Quotations taken from the 31st printing of the 1954 W. W. Norton edition; ISBN 0-393-05264-8 (cloth), ISBN 0-393-09426-X (paperback)
Currently available in the 1993 W. W. Norton edition; ISBN 0-393-31072-8 (paperback)
  • The secret language of statistics, so appealing in a fact-minded culture, is employed to sensationalize, inflate, confuse, and oversimplify. Statistical methods and statistical terms are necessary in reporting the mass data of social and economic trends, business conditions, "opinion" polls, the census. But without writers who use the words with honesty and understanding and readers who know what they mean, the result can only be semantic nonsense.
    • Introduction
  • A well-wrapped statistic is better than Hitler's "big lie"; it misleads, yet it cannot be pinned on you.
    • Introduction
  • Who are those who chucked the questionnaire into the nearest wastebasket?

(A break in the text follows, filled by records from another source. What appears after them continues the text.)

//! Purpose: JSON serializers for decoded records and the schema layout.
//! Exports: `record_json`, `layout_json`.
//! Role: Machine-readable output for `init6 decode --format json` and `init6 layout`.
//! Invariants: Stable key names; byte fields are lowercase hex strings.
//! Invariants: Nested records carry `fields` instead of `hex`.

use init6::api::{Field, LayoutEntry, Record, Value as FieldValue};
use serde_json::{Map, Value, json};

use crate::field_filter::FieldFilter;

pub(crate) fn record_json(record: &Record, filter: &FieldFilter) -> Value {
    let mut map = Map::new();
    map.insert("record".to_string(), json!(record.name()));
    map.insert("len".to_string(), json!(record.encoded_len()));
    map.insert("fields".to_string(), fields_json(record, "", filter));
    Value::Object(map)
}

fn fields_json(record: &Record, prefix: &str, filter: &FieldFilter) -> Value {
    let mut out = Vec::new();
    for field in record {
        let path = join_path(prefix, field.name());
        if !filter.selects(&path) {
            continue;
        }
        out.push(field_json(field, &path, filter));
    }
    Value::Array(out)
}

fn field_json(field: &Field, path: &str, filter: &FieldFilter) -> Value {
    let mut map = Map::new();
    map.insert("name".to_string(), json!(field.name()));
    map.insert("path".to_string(), json!(path));
    map.insert("kind".to_string(), json!(field.value().kind_label()));
    map.insert("offset".to_string(), json!(field.offset()));
    map.insert("len".to_string(), json!(field.len()));
    match field.value() {
        FieldValue::Nested(child) => {
            map.insert("fields".to_string(), fields_json(child, path, filter));
        }
        leaf => {
            let bytes = leaf.as_bytes().unwrap_or_default();
            map.insert("hex".to_string(), json!(hex::encode(bytes)));
        }
    }
    Value::Object(map)
}

pub(crate) fn layout_json(schema_name: &str, entries: &[LayoutEntry]) -> Value {
    let rows: Vec<Value> = entries
        .iter()
        .map(|entry| {
            json!({
                "path": entry.path,
                "kind": entry.kind,
                "depth": entry.depth,
                "offset": entry.offset,
                "len": entry.len,
            })
        })
        .collect();
    json!({ "record": schema_name, "fields": rows })
}

fn join_path(prefix: &str, name: &str) -> String {
    if prefix.is_empty() {
        name.to_string()
    } else {
        format!("{prefix}.{name}")
    }
}

#[cfg(test)]
mod tests {
    use super::{layout_json, record_json};
    use crate::field_filter::FieldFilter;
    use init6::api::{DecodeOptions, Schema, decode_with_schema};

    fn schema() -> Schema {
        let inner = Schema::builder("inner")
            .raw("a", 1)
            .remainder("rest")
            .build()
            .expect("inner");
        Schema::builder("outer")
            .constant("magic", &[0xAB])
            .nested("body", inner, 3)
            .build()
            .expect("outer")
    }

    #[test]
    fn record_json_nests_children() {
        let record =
            decode_with_schema(&schema(), &[0xAB, 1, 2, 3], &DecodeOptions::default()).expect("decode");
        let value = record_json(&record, &FieldFilter::default());
        assert_eq!(value["record"], "outer");
        assert_eq!(value["len"], 4);
        assert_eq!(value["fields"][0]["hex"], "ab");
        assert_eq!(value["fields"][1]["kind"], "nested");
        assert_eq!(value["fields"][1]["fields"][1]["path"], "body.rest");
        assert_eq!(value["fields"][1]["fields"][1]["offset"], 2);
        assert_eq!(value["fields"][1]["fields"][1]["hex"], "0203");
    }

    #[test]
    fn record_json_applies_filter() {
        let record =
            decode_with_schema(&schema(), &[0xAB, 1, 2, 3], &DecodeOptions::default()).expect("decode");
        let filter = FieldFilter::new(vec!["body.a".to_string()]);
        let value = record_json(&record, &filter);
        let fields = value["fields"].as_array().expect("fields");
        assert_eq!(fields.len(), 1);
        assert_eq!(fields[0]["fields"].as_array().expect("children").len(), 1);
    }

    #[test]
    fn layout_json_reports_unknown_lengths_as_null() {
        let layout = Schema::builder("s")
            .remainder("rest")
            .build()
            .expect("schema")
            .layout();
        let value = layout_json("s", &layout);
        assert!(value["fields"][0]["len"].is_null());
    }
}
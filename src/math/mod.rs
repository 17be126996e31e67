//! Math utilities module
//!
//! Provides convenient re-exports from glam plus the transform, vector and curve
//! helpers the solvers share.

mod curve;
mod transform;
pub mod vector;

pub use curve::ResponseCurve;
pub use transform::Transform;

// Re-export commonly used glam types
pub use glam::{Quat, Vec3};
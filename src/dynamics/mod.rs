//! Time-dependent blending: exponential interpolation, output smoothing and
//! the warm-up/reset state machine.

mod interp;
mod smoother;
mod warmup;

pub use interp::InterpTo;
pub use smoother::OutputSmoother;
pub use warmup::{WarmupBlender, WarmupInput, WarmupState, BOOTSTRAP_FRAMES, MIN_MASTER_ALPHA};
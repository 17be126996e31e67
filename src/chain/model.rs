use glam::Vec3;

use super::link::Link;
use super::skeleton::LinkId;
use crate::error::ChainError;
use crate::math::vector::safe_normal;
use crate::math::Transform;

/// Ordered links, root first, rebuilt from the base pose every frame while the
/// solver-owned state survives.
#[derive(Debug, Clone)]
pub struct ChainModel {
    identities: Vec<LinkId>,
    links: Vec<Link>,
}

impl ChainModel {
    pub fn new(identities: Vec<LinkId>) -> Self {
        Self {
            identities,
            links: Vec::new(),
        }
    }

    pub fn identities(&self) -> &[LinkId] {
        &self.identities
    }

    pub fn links(&self) -> &[Link] {
        &self.links
    }

    pub fn links_mut(&mut self) -> &mut [Link] {
        &mut self.links
    }

    pub fn link_count(&self) -> usize {
        self.links.len()
    }

    pub fn is_empty(&self) -> bool {
        self.links.is_empty()
    }

    /// True once the first refresh allocated the links.
    pub fn is_built(&self) -> bool {
        !self.links.is_empty()
    }

    pub fn root(&self) -> Option<&Link> {
        self.links.first()
    }

    pub fn tip(&self) -> Option<&Link> {
        self.links.last()
    }

    /// Segment lengths between neighbours, root first; one fewer than links.
    pub fn segment_lengths(&self) -> impl Iterator<Item = f32> + '_ {
        let count = self.links.len().saturating_sub(1);
        self.links.iter().take(count).map(|link| link.segment_length)
    }

    pub fn total_length(&self) -> f32 {
        self.segment_lengths().sum()
    }

    pub fn positions(&self) -> impl Iterator<Item = Vec3> + '_ {
        self.links.iter().map(Link::position)
    }

    /// Checks the configuration against a base pose of `pose_len` bones.
    pub fn validate(&self, pose_len: usize) -> Result<(), ChainError> {
        if self.identities.len() < 2 {
            return Err(ChainError::TooFewLinks {
                configured: self.identities.len(),
            });
        }
        match self.identities.iter().find(|id| id.0 >= pose_len) {
            Some(&link) => Err(ChainError::BoneOutOfRange { link, pose_len }),
            None => Ok(()),
        }
    }

    /// Pulls this frame's base pose into the links.
    ///
    /// The first successful call allocates the links and measures the segment
    /// lengths in world space. Later calls only overwrite `original_pose`.
    /// On error nothing is touched.
    pub fn refresh(&mut self, base_pose: &[Transform], owner: &Transform) -> Result<(), ChainError> {
        self.validate(base_pose.len())?;

        let world = |id: LinkId| base_pose[id.0].then(owner);

        if self.links.len() != self.identities.len() {
            self.links = self
                .identities
                .iter()
                .map(|&id| Link::new(id, world(id)))
                .collect();
            self.measure();
            log::trace!(
                "chain built: {} links, length {:.2}",
                self.links.len(),
                self.total_length()
            );
        } else {
            for link in &mut self.links {
                link.original_pose = world(link.identity);
            }
        }
        Ok(())
    }

    /// Forces the next refresh to rebuild links and segment lengths.
    pub fn rebind(&mut self) {
        self.links.clear();
    }

    pub fn snap_to_original(&mut self) {
        self.links.iter_mut().for_each(Link::snap_to_original);
    }

    fn measure(&mut self) {
        let n = self.links.len();
        for i in 0..n {
            let (length, heading) = match self.links.get(i + 1) {
                Some(next) => {
                    let delta = next.original_pose.position - self.links[i].original_pose.position;
                    (delta.length(), safe_normal(delta).unwrap_or(Vec3::X))
                }
                None => (0.0, self.links[i].heading),
            };
            self.links[i].segment_length = length;
            self.links[i].heading = heading;
        }
    }
}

    • Chapter 1: The Sample With the Built-in Bias
  • Even if you can't find a source of demonstrable bias, allow yourself some degree of skepticism about the results as long as there is a possibility of bias somewhere. There always is.
    • Chapter 1: The Sample With the Built-in Bias
  • This is the little figure that is not there—on the assumption that you, the lay reader, wouldn't understand it. Or that, where there is an axe to grind, you would.
    • Chapter 3: The Little Figures That Are Not There
    • Referring to degree of significance
  • It is all too reminiscent of an old definition of the lecture method of classroom instruction: a process by which the contents of the textbook of the instructor are transferred to the notebook of the student without passing through the heads of either party.
    • Chapter 3: The Little Figures That Are Not There
  • There is terror in numbers. [...] Perhaps we suffer from a trauma induced by grade-school arithmetic.
    • Chapter 5: The Gee-Whiz Graph
  • Nothing has been falsified—except the impression that it gives.
    • Chapter 5: The Gee-Whiz Graph
  • If you can't prove what you want to prove, demonstrate something else and pretend they are the same thing. In the daze that follows the collision of statistics with the human mind, hardly anyone will notice the difference.
    • Chapter 7: The Semiattached Figure
  • The president of the American Statistical Association once called me down for that. Not chicanery much of the time, said he, but incompetence. There may be something in what he says, but I am not certain that one assumption will be less offensive to statisticians than the other.
    • Chapter 9: How to Statisticulate
  • What comes full of virtue from the statistician's desk may find itself twisted, exaggerated, oversimplified, and distorted-through-selection by salesman, public-relations expert, journalist, or advertising copywriter. [...] As long as the errors remain one-sided, it is not easy to attribute them to bungling and accident.
    • Chapter 9: How to Statisticulate
  • It's all a little like the tale of a roadside merchant who was asked to explain how he could sell rabbit sandwiches so cheap. "Well," he said, "I have to put in some horse meat too. But I mix 'em fifty-fifty: one horse, one rabbit."
    • Chapter 9: How to Statisticulate
  • "Does it make sense?" will often cut a statistic down to size when the whole rignarole is based on an unproven assumption.
    • Chapter 10: How to Talk Back to a Statistic

Quotes about How to Lie with Statistics[edit]

  • There is some irony to the world’s most famous statistics book having been written by a person with no formal training in statistics, but there is also some logic to how this came to be. Huff had a thorough training for excellence in communication, and he had an exceptional commitment to doing things for himself. [...] In the publishing field, this is what one means by pioneering, original work.
    • J.M. Steele, "Darrell Huff and Fifty Years of How to Lie with Statistics", Statistical Science, 20 (3), 2005, 205–209.